Nestled in a gas station lot on La Brea and Venice, this place was hopping on a late weekend evening. The wait was about 30 minutes thanks to people coming from all over LA for their al pastor fix. 
It was a treat to watch the master in action. 
During the long wait, we never once saw him miss -- every tiny slice of meat from the spit made it to the small tortilla, as did the small slice of pineapple that always fell atop the meat in a perfect landing. 
The taco didn't need any condiments. But since they had a whole bar, who am I to neglect the works? I went straight for the roasted tomato salsa, of course. You gotta love and respect a taco truck that so appreciates the taco that it gives its customers a full-on condiments bar stationed in the middle of a lot. 
I just thought I'd give you an extreme close up shot of the tacos, just because. 
Speaking of late taco discoveries, I finally tried Guisados in Echo Park and understood some of the hype. I got the sampler that included cochinita pibil, tinga de pollo, bistek en salsa roja, chicharron, mole poblano and steak picado. It was great trying six different kinds of tacos, mostly slow cooked meats. My favorite is, not surprisingly, the cochinita pibil that I love on its own. Cochinita pibil is a Yucatan dish of slow cooked pork in a red achiote chile atop a bed of black beans. It was served with pickled red onions and habanero chile. I found this one to be the most flavorful.
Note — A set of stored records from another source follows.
//! `teleport <image>` — standalone puzzle solver, out of core scope.
//!
//! `original_source/code/src/teleport/main.cpp` (and the earlier
//! `main0.cpp` draft) brute-force the confirmation algorithm's eighth
//! register value. Per spec.md §1 that search is explicitly non-core; this
//! binary exists only to satisfy the CLI surface in spec.md §6.

use std::process::ExitCode;

use synacor_vm::loader::load_image;

fn main() -> ExitCode {
    tracing_subscriber::fmt()
        .with_env_filter(tracing_subscriber::EnvFilter::from_default_env())
        .init();

    let mut args = std::env::args();
    let _argv0 = args.next();

    let Some(path) = args.next() else {
        println!("usage: teleport <image>");
        return ExitCode::SUCCESS;
    };

    if let Err(e) = load_image(&path) {
        tracing::error!(error = %e, path, "failed to read image");
    }

    println!("teleport: puzzle-specific search not ported; out of core scope.");

    ExitCode::SUCCESS
}
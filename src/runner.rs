//! Frontend/worker split for the interactive REPL: a PTY bridges guest I/O,
//! a command/event channel pair bridges debug control, and the worker
//! thread owns the [`Vm`] exclusively.
//!
//! The binary (`src/bin/play.rs`) owns the actual `rustyline` read loop; this
//! module is the part that is unit-testable without a real terminal: line
//! classification, worker lifecycle (spawn/restart/reset/quit), and routing
//! a classified line to either the PTY master (guest input) or the control
//! channel (a debug command).

pub mod pty;

use std::io::Write;
use std::thread::JoinHandle;

use crossbeam_channel::{Receiver, Sender};
use tracing::warn;

use crate::debugger::Debugger;
use crate::error::RunnerError;
use crate::protocol::{Command, Event};
use crate::snapshot::Snapshot;
use crate::types::Word;
use crate::vm::Vm;

/// First tokens that route a line to the worker's control endpoint instead
/// of the guest's PTY. Transcribed from spec.md §4.6.
const META_COMMANDS: &[&str] = &[
    "save", "load", "restore", "restart", "reset", "di", "dis", "disassemble", "reg", "regs", "registers", "s",
    "si", "step", "c", "cont", "b", "break", "clear", "fin", "finish", "m", "mem", "memory", "stack", "write",
    "q", "quit", "exit",
];

/// True if `first_token` names a known debug/meta command rather than guest
/// input that should go straight to the PTY master.
pub fn is_meta_command(first_token: &str) -> bool {
    META_COMMANDS.contains(&first_token)
}

/// How a REPL line should be routed.
#[derive(Debug, Clone, PartialEq, Eq)]
pub enum Classified {
    /// First token is a known meta-command; carries the whole line back for
    /// the caller to tokenize and act on.
    Meta(String),
    /// Not a meta-command: write this verbatim (plus a newline) to the PTY
    /// master, to arrive as guest input.
    GuestInput(String),
}

/// Classify one REPL line. An empty line repeats `previous`, matching
/// spec.md §4.6 ("An empty line repeats the previous command").
pub fn classify(line: &str, previous: Option<&str>) -> Classified {
    let effective = if line.trim().is_empty() {
        previous.unwrap_or("").to_string()
    } else {
        line.to_string()
    };

    let first = effective.split_whitespace().next().unwrap_or("");
    if is_meta_command(first) {
        Classified::Meta(effective)
    } else {
        Classified::GuestInput(effective)
    }
}

/// A spawned worker: the thread running the VM, plus the two endpoints and
/// PTY master a frontend uses to drive it.
pub struct Worker {
    control: Sender<Command>,
    events: Receiver<Event>,
    pty_master: Box<dyn pty::PtyWriter>,
    join: Option<JoinHandle<()>>,
}

impl Worker {
    /// Spawn a worker thread owning a fresh [`Vm`] loaded with `image`. The
    /// VM's guest input is bound to a PTY slave; guest output goes straight
    /// to process stdout (unbuffered per instruction, per spec.md §5).
    pub fn spawn(image: Vec<Word>) -> Result<Self, RunnerError> {
        Self::spawn_from(move |vm| vm.load(&image))
    }

    /// Spawn a worker thread whose VM starts from a restored snapshot.
    pub fn spawn_from_snapshot(snapshot: Snapshot) -> Result<Self, RunnerError> {
        Self::spawn_from(move |vm| vm.restore(&snapshot))
    }

    fn spawn_from(init: impl FnOnce(&mut Vm) + Send + 'static) -> Result<Self, RunnerError> {
        let pair = pty::open_pair().map_err(|e| RunnerError::Pty(e.to_string()))?;
        let (control_tx, control_rx) = crossbeam_channel::unbounded();
        let (event_tx, event_rx) = crossbeam_channel::unbounded();

        let slave = pair.slave;

        let join = std::thread::Builder::new()
            .name("synacor-vm-worker".into())
            .spawn(move || {
                let mut vm = Vm::new();
                vm.set_input(slave);
                init(&mut vm);
                if let Err(e) = vm.run(&control_rx, &event_tx) {
                    warn!(error = %e, "worker vm halted on error");
                }
            })
            .map_err(|e| RunnerError::WorkerSpawn(e.to_string()))?;

        Ok(Worker {
            control: control_tx,
            events: event_rx,
            pty_master: pair.master,
            join: Some(join),
        })
    }

    /// A debugger handle bound to this worker's control endpoint.
    pub fn debugger(&self) -> Debugger {
        Debugger::new(self.control.clone())
    }

    /// Non-blocking check for the next VM event, if any.
    pub fn try_recv_event(&self) -> Option<Event> {
        self.events.try_recv().ok()
    }

    /// Write a guest input line (plus trailing newline) to the PTY master.
    pub fn send_guest_line(&mut self, line: &str) -> std::io::Result<()> {
        writeln!(self.pty_master, "{line}")
    }

    /// Tear down: signal shutdown and join the worker thread.
    pub fn shutdown(mut self) {
        let _ = self.control.send(Command::Shutdown);
        if let Some(join) = self.join.take() {
            let _ = join.join();
        }
    }
}

/// The frontend: REPL-facing state independent of any particular terminal
/// library. Owns the current worker and enough lifecycle state to
/// `restart`/`reset`/`quit` per spec.md §4.6.
pub struct Runner {
    image: Vec<Word>,
    worker: Option<Worker>,
    last_line: Option<String>,
}

impl Runner {
    /// Build a runner around a base image, with no worker spawned yet.
    pub fn new(image: Vec<Word>) -> Self {
        Runner {
            image,
            worker: None,
            last_line: None,
        }
    }

    /// Spawn the initial worker from the base image.
    pub fn start(&mut self) -> Result<(), RunnerError> {
        self.worker = Some(Worker::spawn(self.image.clone())?);
        Ok(())
    }

    /// The live worker, if one is running.
    pub fn worker(&self) -> Option<&Worker> {
        self.worker.as_ref()
    }

    /// The live worker, mutably, if one is running.
    pub fn worker_mut(&mut self) -> Option<&mut Worker> {
        self.worker.as_mut()
    }

    /// Classify and remember `line`, honoring "empty line repeats the
    /// previous command".
    pub fn classify_line(&mut self, line: &str) -> Classified {
        let classified = classify(line, self.last_line.as_deref());
        let effective = match &classified {
            Classified::Meta(s) | Classified::GuestInput(s) => s.clone(),
        };
        if !line.trim().is_empty() {
            self.last_line = Some(effective);
        }
        classified
    }

    /// Tear down any live worker and spawn a fresh one from the base image.
    pub fn reset(&mut self) -> Result<(), RunnerError> {
        if let Some(worker) = self.worker.take() {
            worker.shutdown();
        }
        self.worker = Some(Worker::spawn(self.image.clone())?);
        Ok(())
    }

    /// Tear down any live worker and spawn a fresh one restored from a
    /// snapshot file.
    pub fn restart_from_snapshot(&mut self, path: impl AsRef<std::path::Path>) -> Result<(), RunnerError> {
        let snapshot = Snapshot::load(path)?;
        if let Some(worker) = self.worker.take() {
            worker.shutdown();
        }
        self.worker = Some(Worker::spawn_from_snapshot(snapshot)?);
        Ok(())
    }

    /// Tear down the worker without spawning a new one (`quit`).
    pub fn quit(&mut self) {
        if let Some(worker) = self.worker.take() {
            worker.shutdown();
        }
    }
}

#[cfg(test)]
mod tests {
    use super::*;

    #[test]
    fn classifies_known_meta_commands() {
        assert_eq!(classify("step", None), Classified::Meta("step".into()));
        assert_eq!(classify("b 1234", None), Classified::Meta("b 1234".into()));
        assert_eq!(
            classify("look around", None),
            Classified::GuestInput("look around".into())
        );
    }

    #[test]
    fn empty_line_repeats_previous() {
        assert_eq!(classify("", Some("step")), Classified::Meta("step".into()));
        assert_eq!(classify("", None), Classified::GuestInput("".into()));
    }

    #[test]
    fn runner_tracks_last_line_for_repeats() {
        let mut runner = Runner::new(vec![0]);
        assert_eq!(runner.classify_line("step"), Classified::Meta("step".into()));
        assert_eq!(runner.classify_line(""), Classified::Meta("step".into()));
    }

    #[test]
    fn worker_spawns_and_shuts_down_cleanly() {
        let worker = Worker::spawn(vec![21, 21, 0]).unwrap();
        std::thread::sleep(std::time::Duration::from_millis(20));
        worker.shutdown();
    }

    #[test]
    fn worker_reports_halted_event() {
        let worker = Worker::spawn(vec![0]).unwrap();
        worker.debugger().resume();
        let mut saw_halted = false;
        for _ in 0..100 {
            if let Some(Event::Halted) = worker.try_recv_event() {
                saw_halted = true;
                break;
            }
            std::thread::sleep(std::time::Duration::from_millis(5));
        }
        assert!(saw_halted);
        worker.shutdown();
    }
}
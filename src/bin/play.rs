//! `play <image>` — interactive REPL with stepping/breakpoint debugging.
//!
//! Couples a `rustyline`-driven frontend to a worker thread owning the VM
//! (see [`synacor_vm::runner`]). Unrecognized lines go straight to the
//! worker's PTY master as guest input; recognized meta-commands (spec.md
//! §4.6) drive the debugger. Inspection commands (`disassemble`,
//! `registers`, `memory`, `stack`, `save`) round-trip a snapshot request
//! through the worker's event channel so they always see a consistent,
//! between-instruction state.

use std::process::ExitCode;
use std::time::{Duration, Instant};

use rustyline::DefaultEditor;

use synacor_vm::debugger::Debugger;
use synacor_vm::loader::load_image;
use synacor_vm::protocol::Event;
use synacor_vm::runner::{Classified, Runner, Worker};
use synacor_vm::snapshot::{self, Snapshot};
use synacor_vm::types::Word;

/// How long a meta-command will wait for a `Snapshot` reply before giving up.
const SNAPSHOT_TIMEOUT: Duration = Duration::from_millis(500);

fn parse_hex(s: &str) -> Option<Word> {
    u16::from_str_radix(s.trim_start_matches("0x"), 16).ok()
}

fn fetch_snapshot(worker: &Worker) -> Option<Snapshot> {
    worker.debugger().request_snapshot();
    let deadline = Instant::now() + SNAPSHOT_TIMEOUT;
    while Instant::now() < deadline {
        match worker.try_recv_event() {
            Some(Event::Snapshot(snapshot)) => return Some(snapshot),
            Some(Event::Stopped) => println!("stopped"),
            Some(Event::Halted) => println!("halted"),
            Some(Event::Breakpoints(_)) | None => {}
        }
        std::thread::sleep(Duration::from_millis(1));
    }
    None
}

fn apply_write(debugger: &Debugger, target: &str, value_str: &str) {
    let Some(value) = parse_hex(value_str) else {
        eprintln!("write: bad value {value_str:?}");
        return;
    };

    if let Some(reg) = target.strip_prefix('r') {
        match reg.parse::<u8>() {
            Ok(index) if index < 8 => debugger.set_register(index, value),
            _ => eprintln!("write: bad register {target:?}"),
        }
        return;
    }

    match parse_hex(target) {
        Some(addr) => debugger.write_memory(addr, value),
        None => eprintln!("write: bad target {target:?}"),
    }
}

fn drain_events(runner: &Runner) {
    let Some(worker) = runner.worker() else { return };
    while let Some(event) = worker.try_recv_event() {
        match event {
            Event::Stopped => println!("stopped"),
            Event::Halted => println!("halted"),
            Event::Breakpoints(addrs) => {
                let rendered: Vec<String> = addrs.iter().map(|a| format!("{a:04x}")).collect();
                println!("breakpoints: {}", rendered.join(" "));
            }
            Event::Snapshot(_) => {}
        }
    }
}

fn dispatch_meta(runner: &mut Runner, line: &str) {
    let tokens: Vec<&str> = line.split_whitespace().collect();
    let Some(&cmd) = tokens.first() else { return };

    match cmd {
        "save" => {
            let Some(worker) = runner.worker() else { return };
            let Some(snap) = fetch_snapshot(worker) else {
                eprintln!("save: worker did not reply with a snapshot");
                return;
            };
            let path = tokens
                .get(1)
                .map(std::path::PathBuf::from)
                .unwrap_or_else(|| snapshot::probe_filename("snapshot"));
            match snap.save(&path) {
                Ok(()) => println!("saved {}", path.display()),
                Err(e) => eprintln!("save: {e}"),
            }
        }
        "load" | "restore" => {
            let Some(path) = tokens.get(1) else {
                eprintln!("usage: {cmd} <path>");
                return;
            };
            if let Err(e) = runner.restart_from_snapshot(path) {
                eprintln!("{cmd}: {e}");
            }
        }
        "restart" | "reset" => {
            if let Err(e) = runner.reset() {
                eprintln!("{cmd}: {e}");
            }
        }
        "di" | "dis" | "disassemble" => {
            let Some(worker) = runner.worker() else { return };
            let Some(snap) = fetch_snapshot(worker) else {
                eprintln!("disassemble: worker did not reply with a snapshot");
                return;
            };
            let debugger = worker.debugger();
            let mut out = String::new();
            if debugger.disassemble(&snap, &mut out).is_ok() {
                print!("{out}");
            }
        }
        "reg" | "regs" | "registers" => {
            let Some(worker) = runner.worker() else { return };
            let Some(snap) = fetch_snapshot(worker) else {
                eprintln!("registers: worker did not reply with a snapshot");
                return;
            };
            let debugger = worker.debugger();
            let mut out = String::new();
            if debugger.show_registers(&snap, &mut out).is_ok() {
                print!("{out}");
            }
        }
        "s" | "si" | "step" => {
            if let Some(worker) = runner.worker() {
                worker.debugger().step();
            }
        }
        "c" | "cont" => {
            if let Some(worker) = runner.worker() {
                worker.debugger().resume();
            }
        }
        "b" | "break" => {
            let Some(addr) = tokens.get(1).and_then(|s| parse_hex(s)) else {
                eprintln!("usage: b <address>");
                return;
            };
            if let Some(worker) = runner.worker() {
                worker.debugger().break_on(addr);
            }
        }
        "clear" => {
            let Some(addr) = tokens.get(1).and_then(|s| parse_hex(s)) else {
                eprintln!("usage: clear <address>");
                return;
            };
            if let Some(worker) = runner.worker() {
                worker.debugger().clear_breakpoint(addr);
            }
        }
        "fin" | "finish" => {
            if let Some(worker) = runner.worker() {
                worker.debugger().step_out();
            }
        }
        "m" | "mem" | "memory" => {
            let Some(worker) = runner.worker() else { return };
            let Some(snap) = fetch_snapshot(worker) else {
                eprintln!("memory: worker did not reply with a snapshot");
                return;
            };
            let addr = tokens.get(1).and_then(|s| parse_hex(s)).unwrap_or(snap.ip());
            let debugger = worker.debugger();
            let mut out = String::new();
            if debugger.dump_memory(&snap, addr, 16, &mut out).is_ok() {
                print!("{out}");
            }
        }
        "stack" => {
            let Some(worker) = runner.worker() else { return };
            let Some(snap) = fetch_snapshot(worker) else {
                eprintln!("stack: worker did not reply with a snapshot");
                return;
            };
            let debugger = worker.debugger();
            let mut out = String::new();
            if debugger.show_stack(&snap, 8, &mut out).is_ok() {
                print!("{out}");
            }
        }
        "write" => {
            let (Some(target), Some(value)) = (tokens.get(1), tokens.get(2)) else {
                eprintln!("usage: write <rN|address> <value>");
                return;
            };
            if let Some(worker) = runner.worker() {
                apply_write(&worker.debugger(), target, value);
            }
        }
        "q" | "quit" | "exit" => {
            runner.quit();
        }
        _ => {}
    }
}

fn main() -> ExitCode {
    tracing_subscriber::fmt()
        .with_env_filter(tracing_subscriber::EnvFilter::from_default_env())
        .init();

    let mut args = std::env::args();
    let _argv0 = args.next();

    let Some(path) = args.next() else {
        println!("usage: play <image>");
        return ExitCode::SUCCESS;
    };

    let image = match load_image(&path) {
        Ok(image) => image,
        Err(e) => {
            tracing::error!(error = %e, path, "failed to read image");
            println!("usage: play <image>");
            return ExitCode::SUCCESS;
        }
    };

    let mut runner = Runner::new(image);
    if let Err(e) = runner.start() {
        eprintln!("play: failed to start worker: {e}");
        return ExitCode::SUCCESS;
    }

    let mut editor = match DefaultEditor::new() {
        Ok(editor) => editor,
        Err(e) => {
            eprintln!("play: failed to start line editor: {e}");
            return ExitCode::SUCCESS;
        }
    };

    loop {
        let line = match editor.readline("> ") {
            Ok(line) => line,
            Err(_) => break,
        };
        let _ = editor.add_history_entry(line.as_str());

        let is_quit = {
            let first = line.split_whitespace().next();
            matches!(first, Some("quit") | Some("q") | Some("exit"))
        };

        match runner.classify_line(&line) {
            Classified::Meta(meta) => dispatch_meta(&mut runner, &meta),
            Classified::GuestInput(guest) => {
                if let Some(worker) = runner.worker_mut() {
                    let _ = worker.send_guest_line(&guest);
                }
            }
        }

        drain_events(&runner);

        if is_quit {
            break;
        }
    }

    runner.quit();
    ExitCode::SUCCESS
}
//! Reads a little-endian byte stream into a sequence of 16-bit words.
//!
//! This is the full extent of image loading: no format beyond "words, little
//! endian, possibly with a dangling odd byte at the end". Mapping a file
//! path or parsing CLI flags are handled by the calling binary.

use byteorder::{LittleEndian, ReadBytesExt};
use std::io::{self, Read};

use crate::types::Word;

/// Reads all available words from `reader`. A trailing half-word (odd final
/// byte) is truncated rather than treated as an error.
pub fn read_words<R: Read>(mut reader: R) -> io::Result<Vec<Word>> {
    let mut words = Vec::new();
    loop {
        match reader.read_u16::<LittleEndian>() {
            Ok(word) => words.push(word),
            Err(e) if e.kind() == io::ErrorKind::UnexpectedEof => break,
            Err(e) => return Err(e),
        }
    }
    Ok(words)
}

/// Reads an image from a byte slice already in memory.
pub fn read_words_from_slice(bytes: &[u8]) -> Vec<Word> {
    bytes
        .chunks_exact(2)
        .map(|chunk| Word::from_le_bytes([chunk[0], chunk[1]]))
        .collect()
}

/// Reads an image file from disk.
pub fn load_image(path: impl AsRef<std::path::Path>) -> io::Result<Vec<Word>> {
    let file = std::fs::File::open(path)?;
    read_words(io::BufReader::new(file))
}

#[cfg(test)]
mod tests {
    use super::*;

    #[test]
    fn reads_whole_words() {
        let bytes = [0x15u8, 0x00, 0x34, 0x12];
        let words = read_words_from_slice(&bytes);
        assert_eq!(words, vec![0x0015, 0x1234]);
    }

    #[test]
    fn truncates_trailing_half_word() {
        let bytes = [0x01u8, 0x00, 0xFF];
        let words = read_words(&bytes[..]).unwrap();
        assert_eq!(words, vec![0x0001]);
    }

    #[test]
    fn empty_input_yields_empty_image() {
        assert!(read_words(&[][..]).unwrap().is_empty());
    }
}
My second favorite was the bistek en salsa roja was flank steak braised with red bell peppers and tomatoes, served with chile de arbol and avocado atop black beans. Tender meat with some heat and sweetness from the bell peppers and tomatoes. What's not to like?

Next was the steak picado, consisting of flank steak simmered with green bell peppers and bacon, served with serrano chile over black beans. I like bacon. That's probably why I liked this one. The saltiness.

My least favorites ones were the chicken and the chicharron, or fried pig skin ones. I've made the black mole poblano from scratch once and decided it wasn't worth the effort. I even had it a few times in Oaxaca known for its moles but I came to the conclusion that I'm not a black mole person. I'm more of a mole rojo, coloradito, kind of person. I even learned how to make it when I was in Oaxaca and loved it. The mole tacos came with shredded chicken in mole topped with sour  cream, queso fresco, red onion and dried chile. 

Tinga de pollo is also shredded chicken but braised with tomatoes, cabbage and chipotle chile and served with chipotle chile and avocado. I found the chicken on the dry side and the sauce a tad bland. 

The chicharron -- I just don't like chicharron. I know. What can I say? I like fried chicken skin but not pig skin. 

I'd like to try the original Boyle Heights location sometime. 

Last but not least, the patrons happen to be serious eye candy for both sexes -- as if it were a scene without trying to be. So hipster. So Echo Park.